Managing system backups is a task that all system administrators are familiar with, and it’s something that no one thanks you for doing unless something goes horribly wrong. Even on a single-user personal computer running Linux, some sort of backup schedule is essential, and it’s usually only after you’ve been burned once, losing a chunk of data and files, that you realize the value of a regular backup.

One of the reasons so many systems neglect backups is that many of the backup tools are crude and difficult to understand. The dump and restore commands (called ufsdump and restore in Solaris) are typical, with five “dump levels” and an intimidating configuration file required.

A shell script can solve this problem. This script backs up a specified set of directories, either incrementally (that is, only those files that have changed since the last backup) or full backup (all files). The backup is compressed on the fly to minimize space usage, and the script output can be directed to a file, a tape device, a remotely mounted NFS partition, or even a CD burner on compatible systems.

#!/bin/sh

# backup – Creates either a full or incremental backup of a set of
# defined directories on the system. By default, the output
# file is saved in /tmp with a timestamped filename, compressed.
# Otherwise, specify an output device (another disk, or a
# removable storage device).

usageQuit()
{
cat << “EOF” >&2
Usage: $0 [-o output] [-i|-f] [-n]
-o lets you specify an alternative backup file/device
-i is an incremental or -f is a full backup, and -n prevents
updating the timestamp if an incremental backup is done.
EOF
exit 1
}

compress=”bzip2″ # change for your favorite compression app
inclist=”/tmp/backup.inclist.$(date +%d%m%y)”
output=”/tmp/backup.$(date +%d%m%y).bz2″
tsfile=”$HOME/.backup.timestamp”
btype=”incremental” # default to an incremental backup
noinc=0 # and an update of the timestamp

trap “/bin/rm -f $inclist” EXIT

while getopts “o:ifn” arg; do
case “$arg” in
o ) output=”$OPTARG”; ;;
i ) btype=”incremental”; ;;
f ) btype=”full”; ;;
n ) noinc=1; ;;
? ) usageQuit ;;
esac
done

shift $(($OPTIND – 1))

echo “Doing $btype backup, saving output to $output”

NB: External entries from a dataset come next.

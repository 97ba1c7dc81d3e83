#[cfg(test)]
mod tests {
    use crate::database::entity::{comment, post, user};
    use crate::database::postgres_repo::{
        PostgresCommentRepository, PostgresPostRepository, PostgresUserRepository,
    };
    use quill_core::domain::{Comment, Post, User};
    use quill_core::error::RepoError;
    use quill_core::ports::{CommentRepository, PostRepository, UserRepository};
    use sea_orm::{DatabaseBackend, MockDatabase, MockExecResult};

    #[tokio::test]
    async fn test_find_post_by_id() {
        let post_id = uuid::Uuid::new_v4();
        let author_id = uuid::Uuid::new_v4();
        let now = chrono::Utc::now();

        // Mock the query expectation
        let db = MockDatabase::new(DatabaseBackend::Postgres)
            .append_query_results(vec![vec![post::Model {
                id: post_id,
                author_id,
                title: "Test Post".to_owned(),
                content: "Content".to_owned(),
                created_at: now.into(),
            }]])
            .into_connection();

        let repo = PostgresPostRepository::new(db);

        let result: Option<Post> = repo.find_by_id(post_id).await.unwrap();

        assert!(result.is_some());
        let post = result.unwrap();
        assert_eq!(post.title, "Test Post");
        assert_eq!(post.id, post_id);
    }

    #[tokio::test]
    async fn test_find_user_by_username() {
        let user_id = uuid::Uuid::new_v4();
        let now = chrono::Utc::now();

        let db = MockDatabase::new(DatabaseBackend::Postgres)
            .append_query_results(vec![vec![user::Model {
                id: user_id,
                username: "demo".to_owned(),
                email: "demo@example.com".to_owned(),
                password_hash: "hash".to_owned(),
                is_active: true,
                is_staff: false,
                date_joined: now.into(),
            }]])
            .into_connection();

        let repo = PostgresUserRepository::new(db);

        let result: Option<User> = repo.find_by_username("demo").await.unwrap();

        let user = result.unwrap();
        assert_eq!(user.username, "demo");
        assert!(user.is_active);
        assert!(!user.is_staff);
    }

    #[tokio::test]
    async fn test_list_comments_for_post_in_creation_order() {
        let post_id = uuid::Uuid::new_v4();
        let author_id = uuid::Uuid::new_v4();
        let first = chrono::Utc::now();
        let second = first + chrono::TimeDelta::seconds(30);

        let db = MockDatabase::new(DatabaseBackend::Postgres)
            .append_query_results(vec![vec![
                comment::Model {
                    id: uuid::Uuid::new_v4(),
                    post_id,
                    author_id,
                    content: "first".to_owned(),
                    created_at: first.into(),
                },
                comment::Model {
                    id: uuid::Uuid::new_v4(),
                    post_id,
                    author_id,
                    content: "second".to_owned(),
                    created_at: second.into(),
                },
            ]])
            .into_connection();

        let repo = PostgresCommentRepository::new(db);

        let comments: Vec<Comment> = repo.list_for_post(post_id).await.unwrap();

        assert_eq!(comments.len(), 2);
        assert_eq!(comments[0].content, "first");
        assert_eq!(comments[1].content, "second");
    }

    #[tokio::test]
    async fn test_delete_missing_comment_is_not_found() {
        let db = MockDatabase::new(DatabaseBackend::Postgres)
            .append_exec_results(vec![MockExecResult {
                last_insert_id: 0,
                rows_affected: 0,
            }])
            .into_connection();

        let repo = PostgresCommentRepository::new(db);

        let result = repo.delete(uuid::Uuid::new_v4()).await;

        assert!(matches!(result, Err(RepoError::NotFound)));
    }

    #[tokio::test]
    async fn test_delete_post_removes_comments_first() {
        // Two exec results inside the transaction: the comment sweep, then
        // the post row itself.
        let db = MockDatabase::new(DatabaseBackend::Postgres)
            .append_exec_results(vec![
                MockExecResult {
                    last_insert_id: 0,
                    rows_affected: 3,
                },
                MockExecResult {
                    last_insert_id: 0,
                    rows_affected: 1,
                },
            ])
            .into_connection();

        let repo = PostgresPostRepository::new(db);

        assert!(repo.delete(uuid::Uuid::new_v4()).await.is_ok());
    }

    #[tokio::test]
    async fn test_delete_missing_post_is_not_found() {
        let db = MockDatabase::new(DatabaseBackend::Postgres)
            .append_exec_results(vec![
                MockExecResult {
                    last_insert_id: 0,
                    rows_affected: 0,
                },
                MockExecResult {
                    last_insert_id: 0,
                    rows_affected: 0,
                },
            ])
            .into_connection();

        let repo = PostgresPostRepository::new(db);

        let result = repo.delete(uuid::Uuid::new_v4()).await;

        assert!(matches!(result, Err(RepoError::NotFound)));
    }
}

timestamp=”$(date +’%m%d%I%M’)”

if [ “$btype” = “incremental” ] ; then
if [ ! -f $tsfile ] ; then
echo “Error: can’t do an incremental backup: no timestamp file” >&2
exit 1
fi
find $HOME -depth -type f -newer $tsfile -user ${USER:-LOGNAME} | \
pax -w -x tar | $compress > $output
failure=”$?”
else
find $HOME -depth -type f -user ${USER:-LOGNAME} | \
pax -w -x tar | $compress > $output
failure=”$?”
fi

if [ “$noinc” = “0” -a “$failure” = “0” ] ; then
touch -t $timestamp $tsfile
fi
exit 0

For a full system backup, the pax command does all the work, piping its output to a compression program (bzip2 by default) and then to an output file or device. An incremental backup is a bit more tricky because the standard version of tar doesn’t include any sort of modification time test, unlike the GNU version of tar. The list of files modified since the previous backup is built with find and saved in the inclist temporary file. That file, emulating the tar output format for increased portability, is then fed to pax directly.

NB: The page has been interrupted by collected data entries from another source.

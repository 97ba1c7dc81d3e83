//! Error handling - RFC 7807 compliant responses.

use actix_web::{HttpResponse, ResponseError, http::StatusCode};
use quill_shared::ErrorResponse;
use std::fmt;

/// Application-level error type that converts to RFC 7807 responses.
#[derive(Debug)]
pub enum AppError {
    NotFound(String),
    BadRequest(String),
    Unauthorized,
    Forbidden,
    Conflict(String),
    Internal(String),
    Validation(Vec<String>),
}

impl fmt::Display for AppError {
    fn fmt(&self, f: &mut fmt::Formatter<'_>) -> fmt::Result {
        match self {
            AppError::NotFound(msg) => write!(f, "Not found: {}", msg),
            AppError::BadRequest(msg) => write!(f, "Bad request: {}", msg),
            AppError::Unauthorized => write!(f, "Unauthorized"),
            AppError::Forbidden => write!(f, "Forbidden"),
            AppError::Conflict(msg) => write!(f, "Conflict: {}", msg),
            AppError::Internal(msg) => write!(f, "Internal error: {}", msg),
            AppError::Validation(errors) => write!(f, "Validation errors: {:?}", errors),
        }
    }
}

impl ResponseError for AppError {
    fn status_code(&self) -> StatusCode {
        match self {
            AppError::NotFound(_) => StatusCode::NOT_FOUND,
            AppError::BadRequest(_) => StatusCode::BAD_REQUEST,
            AppError::Unauthorized => StatusCode::UNAUTHORIZED,
            AppError::Forbidden => StatusCode::FORBIDDEN,
            AppError::Conflict(_) => StatusCode::CONFLICT,
            AppError::Internal(_) => StatusCode::INTERNAL_SERVER_ERROR,
            AppError::Validation(_) => StatusCode::UNPROCESSABLE_ENTITY,
        }
    }

    fn error_response(&self) -> HttpResponse {
        let error = match self {
            AppError::NotFound(detail) => ErrorResponse::not_found(detail),
            AppError::BadRequest(detail) => ErrorResponse::bad_request(detail),
            AppError::Unauthorized => ErrorResponse::unauthorized(),
            AppError::Forbidden => ErrorResponse::forbidden(),
            AppError::Conflict(detail) => ErrorResponse::new(409, "Conflict").with_detail(detail),
            AppError::Internal(detail) => {
                // Log internal errors
                tracing::error!("Internal error: {}", detail);
                ErrorResponse::internal_error()
            }
            AppError::Validation(errors) => ErrorResponse::validation(errors.join(", ")),
        };

        HttpResponse::build(self.status_code()).json(error)
    }
}

// Conversion from domain errors
impl From<quill_core::error::DomainError> for AppError {
    fn from(err: quill_core::error::DomainError) -> Self {
        match err {
            quill_core::error::DomainError::NotFound { entity_type, id } => {
                AppError::NotFound(format!("{} with id {} not found", entity_type, id))
            }
            quill_core::error::DomainError::Validation(msg) => {
                AppError::Validation(vec![msg])
            }
            quill_core::error::DomainError::Duplicate(msg) => AppError::Conflict(msg),
            quill_core::error::DomainError::Unauthorized => AppError::Unauthorized,
            quill_core::error::DomainError::NotOwner => AppError::Forbidden,
            quill_core::error::DomainError::Internal(msg) => AppError::Internal(msg),
        }
    }
}

impl From<quill_core::error::RepoError> for AppError {
    fn from(err: quill_core::error::RepoError) -> Self {
        match err {
            quill_core::error::RepoError::NotFound => {
                AppError::NotFound("Resource not found".to_string())
            }
            quill_core::error::RepoError::Constraint(msg) => AppError::Conflict(msg),
            quill_core::error::RepoError::Connection(msg) => {
                tracing::error!("Database connection error: {}", msg);
                AppError::Internal("Database error".to_string())
            }
            quill_core::error::RepoError::Query(msg) => {
                tracing::error!("Database query error: {}", msg);
                AppError::Internal("Database error".to_string())
            }
        }
    }
}

impl From<quill_core::ports::AuthError> for AppError {
    fn from(err: quill_core::ports::AuthError) -> Self {
        match err {
            quill_core::ports::AuthError::InvalidCredentials => AppError::Unauthorized,
            quill_core::ports::AuthError::InsufficientPermissions => AppError::Forbidden,
            other => AppError::Internal(other.to_string()),
        }
    }
}

impl From<quill_core::ports::StorageError> for AppError {
    fn from(err: quill_core::ports::StorageError) -> Self {
        match err {
            quill_core::ports::StorageError::UnsupportedContentType(ct) => {
                AppError::Validation(vec![format!("Unsupported image type: {ct}")])
            }
            quill_core::ports::StorageError::Io(msg) => {
                tracing::error!("Avatar storage error: {}", msg);
                AppError::Internal("Storage error".to_string())
            }
        }
    }
}

impl From<tera::Error> for AppError {
    fn from(err: tera::Error) -> Self {
        AppError::Internal(format!("Template rendering failed: {err}"))
    }
}

/// Result type alias for handlers.
pub type AppResult<T> = Result<T, AppError>;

Choosing when to mark the timestamp for a backup is an area in which many backup programs get messed up, typically marking the “last backup time” when the program has finished the backup, rather than when it started. Setting the timestamp to the time of backup completion can be a problem if any files are modified during the backup process (which can take quite a while if the backup is being fed to a tape device). Because files modified under this scenario would have a last-modified date older than the timestamp date, they would not be backed up the next night.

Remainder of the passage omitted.